Similarly, we also observed the lowest odds of using maternal healthcare services among women from all other regions compared to those from Grande agglomeration de Lomé region. Stratified by areas, this association is similar in the urban areas and dissimilar in the rural areas. This might be due to the regional disparities in access to utilization of healthcare services.

Interestingly, our model also showed that women with indigenous beliefs especially in rural areas had lower odds of timing of first ANC visits, having adequate ANC visit and delivering in a health facility compared to those who were Christians. In contrast, women who were Muslim had higher odds of delivering at a health facility compared to those who were Christians. Although there is no clear explanation for this, a study has suggested that a number of Muslim women are betrothed to influential Muslim men which compels and facilitates the women to seek and access ANC services [57].

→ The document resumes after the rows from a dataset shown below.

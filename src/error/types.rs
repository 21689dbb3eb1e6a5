// src/error/types.rs
use serde::Serialize;
use thiserror::Error;

/// Crate-wide error type.
///
/// Only transport/protocol-level failures live here. Logical no-match
/// outcomes are expressed as `Ok(None)` by the resolver services and never
/// become an `AppError`.
#[derive(Debug, Error)]
pub enum AppError {
    /// The HTTP request itself failed (connect, timeout, undecodable body).
    #[error("HTTP error: {0}")]
    Http(#[from] reqwest::Error),

    /// The catalog answered with a non-success envelope.
    #[error("API error: code: {code} type: {kind} message: {message}")]
    Api {
        code: i64,
        kind: String,
        message: String,
    },

    /// The envelope claimed success but carried no payload.
    #[error("Protocol error: {0}")]
    Protocol(String),

    /// The caller cancelled the resolution while awaiting the catalog.
    #[error("Operation cancelled")]
    Cancelled,

    #[error("Serialization error: {0}")]
    Serialization(#[from] serde_json::Error),

    #[error("Other error: {0}")]
    Other(String),
}

impl Serialize for AppError {
    fn serialize<S>(&self, serializer: S) -> Result<S::Ok, S::Error>
    where
        S: serde::Serializer,
    {
        serializer.serialize_str(&self.to_string())
    }
}

pub type AppResult<T> = Result<T, AppError>;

In addition to this, our study also showed a negative association between higher parity and all outcome variables. Evidence from previous studies showed that higher parity was significantly associated with lower odds of early booking of ANC visits [59], attending adequate ANC visits [60, 61], and delivering at a health facility [62]. Also, studies by Mugambe et al. and Gitonga and Muiruri done in Uganda and Kenya respectively identified having higher parity as a predictive factor of women’s under-use of health facility delivery [63, 64]. The possible justification may be that woman with prior experience with delivery were less motivated to use ANC visits or deliver at health facility which have been reported previously in other studies [65, 66].

Strengths and limitations

The main strength of this study is the use of nationally representative datasets – DHS-3; therefore, the results can be generalized especially for women aged 15–49 years in the whole country, although the sample size may not be large enough for the analysis of some subcategories. To the best of our knowledge, this study is the first to analyze the social determinants affecting the use of maternal healthcare services in Togo using DHS-3 datasets. However, this study has a few limitations to report. Firstly, a cross-sectional design was used, and this makes it hard to establish causal relationships from the associations between explanatory and outcome variables. Secondly, this study used secondary data and all the information given by the respondents about the outcome variables (such as timing and number of ANC visits, and health facility) and explanatory variables (such as last child wanted) were based on self-reported information, hence the chances of recall and social desirability biases abound.

Conclusion

Overall, our findings indicate that advanced maternal age, maternal education, health insurance, having an occupation, and being part of the rich and richest wealth index are significantly associated with increased odds of using maternal healthcare services. Apart from women who lived in the rural areas, region of residence, ethnicity, having indigenous beliefs, as well as having higher parity was negatively associated with the likelihood of utilizing all the maternal healthcare services. These findings warrant that future research should be done to establish the causality links between social determinants of health and utilization of maternal healthcare services. Our results suggest that there is a need to improve access to, and the utilization of maternal healthcare services in Togo by addressing socio-economic and socio-cultural barriers.